Robinson’s quieter, behind-the-scenes work as an MP is also something Truelove highlights. According to the author, Robinson played a key role in designing the Canadian Charter of Rights and Freedoms, championing the rights of women and the disabled, and he was responsible for protective provisions covering sexual orientation in Canada’s laws against hate propaganda. The book also chronicles how Robinson came out of the closet to become the first openly gay MP in Canada. In 1988, the windows of Robinson’s Burnaby office were smashed after media reports came out that he was gay, just days before his scheduled coming-out interview with CBC. Robinson received reams of homophobic hate mail, including a letter with a single bullet enclosed, encouraging Robinson to use it on himself.

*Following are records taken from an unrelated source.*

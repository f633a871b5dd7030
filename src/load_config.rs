//! Loads and adapts a static YAML config, including environment secret
//! injection, into the internal [`Settings`] value.
//!
//! This is the only place where untrusted YAML is parsed and mapped to the
//! strongly-typed internal struct, and the only place that reads the
//! environment. Secrets (session cookie, CSRF token, GitHub token) never
//! live in the YAML file.
//!
//! All errors here use `anyhow` for context-rich diagnostics and are
//! surfaced at the CLI boundary before any sync work begins.

use std::collections::HashMap;
use std::fs;
use std::path::Path;

use anyhow::{bail, Context, Result};
use serde::Deserialize;
use tracing::{error, info};

use crate::config::Settings;

#[derive(Debug, Deserialize)]
struct RawConfig {
    leetcode: LeetcodeSection,
    github: GithubSection,
    #[serde(default)]
    sync: SyncSection,
    tags: TagsSection,
}

#[derive(Debug, Deserialize)]
struct LeetcodeSection {
    username: String,
}

#[derive(Debug, Deserialize)]
struct GithubSection {
    username: String,
    #[serde(default = "default_repository")]
    repository: String,
    #[serde(default = "default_branch")]
    branch: String,
}

#[derive(Debug, Deserialize)]
struct SyncSection {
    #[serde(default = "default_days")]
    days_to_look_back: i64,
    #[serde(default = "default_only_accepted")]
    only_accepted: bool,
}

#[derive(Debug, Deserialize)]
struct TagsSection {
    #[serde(default)]
    active: Vec<String>,
    #[serde(default)]
    folders: HashMap<String, String>,
}

fn default_repository() -> String {
    "leetcode-solutions".to_string()
}

fn default_branch() -> String {
    "main".to_string()
}

fn default_days() -> i64 {
    30
}

fn default_only_accepted() -> bool {
    true
}

impl Default for SyncSection {
    fn default() -> Self {
        Self {
            days_to_look_back: default_days(),
            only_accepted: default_only_accepted(),
        }
    }
}

/// Load the YAML config file and inject required secrets from the
/// environment. Missing usernames or secrets fail here, before any network
/// work is attempted.
pub fn load_config<P: AsRef<Path>>(path: P) -> Result<Settings> {
    let path_ref = path.as_ref();
    info!(config_path = ?path_ref, "Loading configuration from file");

    let config_content = fs::read_to_string(path_ref)
        .with_context(|| format!("Failed to read config file {path_ref:?}"))?;

    let raw: RawConfig = match serde_yaml::from_str(&config_content) {
        Ok(conf) => {
            info!(config_path = ?path_ref, "Parsed config YAML successfully");
            conf
        }
        Err(e) => {
            error!(error = ?e, config_path = ?path_ref, "Failed to parse config YAML");
            bail!("Failed to parse config YAML: {e}");
        }
    };

    let leetcode_session = std::env::var("LEETCODE_SESSION").unwrap_or_default();
    let leetcode_csrf = std::env::var("LEETCODE_CSRF_TOKEN").unwrap_or_default();
    let github_token = std::env::var("GITHUB_TOKEN").unwrap_or_default();

    let settings = Settings {
        leetcode_username: raw.leetcode.username,
        leetcode_session,
        leetcode_csrf,
        github_username: raw.github.username,
        github_repository: raw.github.repository,
        github_branch: raw.github.branch,
        github_token,
        days_to_look_back: raw.sync.days_to_look_back,
        only_accepted: raw.sync.only_accepted,
        active_tags: raw.tags.active,
        tag_mappings: raw.tags.folders,
    };

    validate(&settings)?;
    Ok(settings)
}

fn validate(settings: &Settings) -> Result<()> {
    let mut missing = Vec::new();

    if settings.leetcode_username.is_empty() {
        missing.push("leetcode.username (config file)");
    }
    if settings.github_username.is_empty() {
        missing.push("github.username (config file)");
    }
    if settings.leetcode_session.is_empty() {
        missing.push("LEETCODE_SESSION (environment)");
    }
    if settings.github_token.is_empty() {
        missing.push("GITHUB_TOKEN (environment)");
    }

    if !missing.is_empty() {
        error!(missing = ?missing, "Configuration validation failed");
        bail!("Missing required configuration: {}", missing.join(", "));
    }
    Ok(())
}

Truelove also covers Robinson’s poignant personal relationship with Sue Rodriguez, a woman who was fighting for the right to die. Robinson took up her cause and was at her home when an anonymous physician helped her take her own life.

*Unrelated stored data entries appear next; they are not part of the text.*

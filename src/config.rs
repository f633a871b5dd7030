//! Runtime configuration for one sync run.
//!
//! Constructed once by [`crate::load_config`] and passed by reference into
//! the clients, the organiser and the orchestrator. There is no ambient or
//! global lookup anywhere in the crate.

use std::collections::HashMap;

/// Complete, immutable settings for a run.
#[derive(Debug, Clone)]
pub struct Settings {
    pub leetcode_username: String,
    /// `LEETCODE_SESSION` cookie value.
    pub leetcode_session: String,
    /// CSRF token, may be empty.
    pub leetcode_csrf: String,

    pub github_username: String,
    pub github_repository: String,
    pub github_branch: String,
    pub github_token: String,

    /// Day-count window for fetching; `<= 0` means no lower bound.
    pub days_to_look_back: i64,
    /// Drop non-accepted submissions before organising.
    pub only_accepted: bool,

    /// Allow-list of topic tags eligible for syncing.
    pub active_tags: Vec<String>,
    /// Topic tag → destination folder name.
    pub tag_mappings: HashMap<String, String>,
}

“What’s really significant to me about Svend is the wide variety of issues that he was involved with,” Truelove says. “I really think that anyone who wants to go behind the scenes on the big activist causes over the last 25 or 30 years will be interested in this book. And perhaps more than that, anyone who needs reassurance that change can happen, I think will find this book inspiring. Throughout all time, people outside the mainstream have felt powerless against the status quo. This story shows that they shouldn’t.”
Svend Robinson, A Life in Politics, was released on Oct. 17 by New Star Books, and it’s available on and in Chapters. Truelove is hosting a book launch on Nov. 15 at 7 p.m. at the Bill Reid Gallery, at 639 Hornby St. in Vancouver, and Robinson is expected to be there. Robinson now lives in Geneva, Switzerland, and works for The Global Fund to Fight Aids, Tuberculosis and Malaria.